SUCCESSION OF Cyril HINDS.
Defendants-appellants, Susan Broaddus (Broaddus) and Bill Pattillo (Pattillo), in their capacities as co-executrix and co-executor of the Succession of Cyril Hinds, appeal the trial court's judgment, which annulled the codicil to the will of Cyril Hinds. The judgment invalidated the codicil because it lacked a separate witness attestation clause. They assert that the trial court's judgment is erroneous because the will and codicil were drafted and executed simultaneously. Thus, they constituted a single testament such that the one witness attestation clause contained therein satisfied the necessary form for a valid notarial will. Alternatively, the appellants seek a reversal of the trial court's denial of their motion for new trial on this issue.
The judgment invalidating the codicil is reversed. In this case, the codicil and will were drafted and executed as one document, and the lack of the insertion of a second witness attestation clause following the codicil, when all other formalities ensuring against fraud had been satisfied, did not render the codicil portion of the instrument invalid. The issue of the propriety of the denial of the motion for new trial is moot, since judgment is rendered, ordering the probate of the codicil to the will of Cyril Hinds.
Is a codicil to a notarial will invalid because it does not contain a witness attestation clause, although it was prepared simultaneously with a valid will, specifically referenced therein, and executed in the same ceremony, by the same witnesses and notary, as the will?
On March 5, 2003, the testator, Cyril Hinds (Mr. Hinds), instructed his attorney, Gerald Hebert (Attorney Hebert), to prepare a will and a codicil for him. Acknowledging that this was not a usual practice-the simultaneous preparation of a will and a codicil-Attorney Hebert, nevertheless, followed the instructions of his client and prepared the documents to reflect the content relayed to him. The will and codicil each consisted of a single page.
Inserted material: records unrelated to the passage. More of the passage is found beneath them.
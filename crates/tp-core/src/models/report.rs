use std::path::PathBuf;

use chrono::{DateTime, Utc};
use serde::{Deserialize, Serialize};

use super::config::ProvisionConfig;
use super::outcome::StepOutcome;
use super::state::ProvisionState;

#[derive(Debug, Clone, Serialize, Deserialize, PartialEq, Eq)]
#[serde(rename_all = "camelCase")]
pub struct LocatedArtifacts {
    pub client_bin: PathBuf,
    pub server_bin: PathBuf,
}

#[derive(Debug, Clone, Serialize, Deserialize)]
#[serde(rename_all = "camelCase")]
pub struct StepRecord {
    pub state: ProvisionState,
    pub outcome: StepOutcome,
    pub started_at: DateTime<Utc>,
    pub finished_at: DateTime<Utc>,
}

#[derive(Debug, Clone, Serialize, Deserialize)]
#[serde(rename_all = "camelCase")]
pub struct ProvisionReport {
    pub final_state: ProvisionState,
    pub config: ProvisionConfig,
    pub artifacts: LocatedArtifacts,
    pub steps: Vec<StepRecord>,
    pub summary: String,
}

impl ProvisionReport {
    pub fn outcome_of(&self, state: ProvisionState) -> Option<&StepOutcome> {
        self.steps
            .iter()
            .find(|r| r.state == state)
            .map(|r| &r.outcome)
    }
}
The will reads as follows:
I, Cyril Hinds, do hereby make this my last will and testament, revoking all prior wills.
Subject to the attached Codicil, I leave to my wife, Helen Lois Anderson Hinds, the usufruct of all the community and separate property, both real and personal, that I may own at my death.
Subject to the above Codicil and usufruct, I leave to my great-grandchildren all of the community and separate property, both real and personal, that I may own at my death.
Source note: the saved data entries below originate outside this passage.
use std::path::{Path, PathBuf};

use clap::Parser;
use tracing_subscriber::EnvFilter;

use tp_core::services::config_loader::{self, Overrides, PositionalArgs};
use tp_core::services::host::SystemHost;
use tp_core::services::provisioner::provision;

/// Provision this host as a DNS tunnel client or server.
///
/// Every setting not given positionally can be overridden through an
/// environment variable of the same name as in the `--config` file
/// (INSTALL_DIR, REPO_SSH_URL, BUILD_PROFILE, INSTALL_FORWARD_PROXY, ...).
#[derive(Parser, Debug)]
#[command(name = "tunnel-provision")]
#[command(author, version, about, long_about = None)]
struct Cli {
    /// `client` or `server`
    role: Option<String>,

    /// TCP listen port (client) or DNS listen port (server)
    listen_port: Option<String>,

    /// Upstream resolver the client sends queries through
    resolver: Option<String>,

    /// Tunnel domain
    domain: Option<String>,

    /// Nameserver written to the resolver config when REWRITE_RESOLV_CONF is on
    nameserver_ip: Option<String>,

    /// YAML file of overrides, layered under the environment
    #[arg(short, long)]
    config: Option<PathBuf>,

    /// Print the full report as JSON instead of the usage summary
    #[arg(long)]
    json: bool,

    /// Enable debug logging
    #[arg(long)]
    debug: bool,

    /// Write logs to this file instead of stderr
    #[arg(long)]
    log_file: Option<PathBuf>,
}

impl Cli {
    fn positional(&self) -> PositionalArgs {
        PositionalArgs {
            role: self.role.clone().unwrap_or_default(),
            listen_port: self.listen_port.clone(),
            resolver: self.resolver.clone(),
            domain: self.domain.clone(),
            nameserver_ip: self.nameserver_ip.clone(),
        }
    }
}

fn env_filter(debug: bool) -> EnvFilter {
    if debug {
        EnvFilter::new("debug")
    } else {
        EnvFilter::try_from_default_env().unwrap_or_else(|_| EnvFilter::new("info"))
    }
}

/// Returns the guard that must be held alive while logging to a file.
fn setup_logging(
    debug: bool,
    log_file: Option<&Path>,
) -> color_eyre::Result<Option<tracing_appender::non_blocking::WorkerGuard>> {
    let Some(path) = log_file else {
        tracing_subscriber::fmt()
            .with_writer(std::io::stderr)
            .with_env_filter(env_filter(debug))
            .with_target(debug)
            .init();
        return Ok(None);
    };

    let directory = path
        .parent()
        .filter(|p| !p.as_os_str().is_empty())
        .unwrap_or_else(|| Path::new("."));
    let file_name = path
        .file_name()
        .ok_or_else(|| color_eyre::eyre::eyre!("--log-file must name a file"))?;
    std::fs::create_dir_all(directory)?;

    let file_appender = tracing_appender::rolling::never(directory, file_name);
    let (non_blocking, guard) = tracing_appender::non_blocking(file_appender);
    tracing_subscriber::fmt()
        .with_writer(non_blocking)
        .with_env_filter(env_filter(debug))
        .with_ansi(false)
        .init();
    Ok(Some(guard))
}

fn collect_overrides(config: Option<&Path>) -> color_eyre::Result<Overrides> {
    let env: Overrides = std::env::vars_os()
        .filter_map(|(k, v)| Some((k.into_string().ok()?, v.into_string().ok()?)))
        .collect();
    match config {
        Some(path) => Ok(config_loader::merge(
            config_loader::load_overrides_file(path)?,
            env,
        )),
        None => Ok(env),
    }
}

#[tokio::main]
async fn main() -> color_eyre::Result<()> {
    color_eyre::install()?;
    let cli = Cli::parse();
    let _guard = setup_logging(cli.debug, cli.log_file.as_deref())?;

    let overrides = collect_overrides(cli.config.as_deref())?;
    let host = SystemHost::new();

    match provision(&host, &cli.positional(), &overrides).await {
        Ok(report) => {
            if cli.json {
                println!("{}", serde_json::to_string_pretty(&report)?);
            } else {
                println!("{}", report.summary);
            }
            Ok(())
        }
        Err(aborted) => {
            eprintln!("error: {aborted}");
            drop(_guard);
            std::process::exit(1);
        }
    }
}

#[cfg(test)]
mod tests {
    use super::*;

    #[test]
    fn parses_all_positionals() {
        let cli = Cli::try_parse_from([
            "tunnel-provision",
            "client",
            "7000",
            "1.1.1.1:53",
            "t.example.com",
            "10.0.0.2",
        ])
        .unwrap();
        let args = cli.positional();
        assert_eq!(args.role, "client");
        assert_eq!(args.listen_port.as_deref(), Some("7000"));
        assert_eq!(args.resolver.as_deref(), Some("1.1.1.1:53"));
        assert_eq!(args.domain.as_deref(), Some("t.example.com"));
        assert_eq!(args.nameserver_ip.as_deref(), Some("10.0.0.2"));
    }

    #[test]
    fn missing_role_becomes_empty_string() {
        let cli = Cli::try_parse_from(["tunnel-provision"]).unwrap();
        assert_eq!(cli.positional().role, "");
    }

    #[test]
    fn flags_mix_with_positionals() {
        let cli = Cli::try_parse_from([
            "tunnel-provision",
            "--json",
            "server",
            "5300",
            "--config",
            "provision.yaml",
        ])
        .unwrap();
        assert!(cli.json);
        assert_eq!(cli.config, Some(PathBuf::from("provision.yaml")));
        assert_eq!(cli.positional().role, "server");
        assert_eq!(cli.positional().listen_port.as_deref(), Some("5300"));
        assert!(cli.positional().domain.is_none());
    }

    #[test]
    fn config_file_is_layered_under_environment() {
        let dir = tempfile::tempdir().unwrap();
        let path = dir.path().join("provision.yaml");
        std::fs::write(&path, "PATH: from-file\nTP_CLI_TEST_ONLY_KEY: from-file\n").unwrap();
        let overrides = collect_overrides(Some(&path)).unwrap();
        assert_eq!(
            overrides.get("PATH").map(String::as_str),
            std::env::var("PATH").ok().as_deref()
        );
        assert_ne!(overrides.get("PATH").map(String::as_str), Some("from-file"));
        assert_eq!(
            overrides.get("TP_CLI_TEST_ONLY_KEY").map(String::as_str),
            Some("from-file")
        );
    }
}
I name and appoint Bill Pattillo and/or Susan B. Broaddus as independent executors of my estate with full seizin and without bond. I further authorize an independent administration of my estate.
I name and appoint Gerald I. Hebert as Attorney for my executors and estate.
IN WITNESS HEREOF, I have signed on each page and declared this to be my last will and testament in the presence of the Notary Public and the witnesses hereinafter named and undersigned, at the date and place first written above.
/s/ Cyril Hinds
Signed on each page and declared by Cyril Hinds, Testator above named, in our presence to be his last will and testament, and in the presence of the Testator and each other we have hereunto subscribed our names on this 2nd day of April, 2003.
/s/ Ronald Quebedeaux
/s/ Linda Quebedeaux
/s/ Cyril Hinds
/s/ Marieta H. Fawcett
The codicil to the aforementioned will states:
CODICIL TO THE LAST WILL AND TESTAMENT OF CYRIL HINDS
I leave and bequeath to:
Susan B. Broaddus
The sum of Fifty Thousand Dollars cash ($50,000.00)
The sum of Fifty Thousand Dollars cash ($50,000.00)
/s/ Cyril Hinds
Signed on each page and declared by me to be the Codicil to my Last Will and Testament dated April 2, 2003.
/s/ Ronald Quebedeaux
/s/ Linda Quebedeaux
/s/ Cyril Hinds
/s/ Marieta H. Fawcett
Page 1 of 1 pages
April 2, 2003
Mr. Hinds's will was executed at his home on April 2, 2003. Present, at his request, were his friend and business associate, Bill Pattillo (Pattillo), and Ronald and Linda Quebedeaux. The Quebedeauxs had been asked by Mr. Hinds to serve as witnesses. Present also was a notary public, Marieta “Missy” Fawcett (Notary Fawcett), who had been instructed by Attorney Hebert to take the will and its codicil to the home of Mr. Hinds to oversee the execution of the documents. The documents were executed in Mr. Hinds's bedroom.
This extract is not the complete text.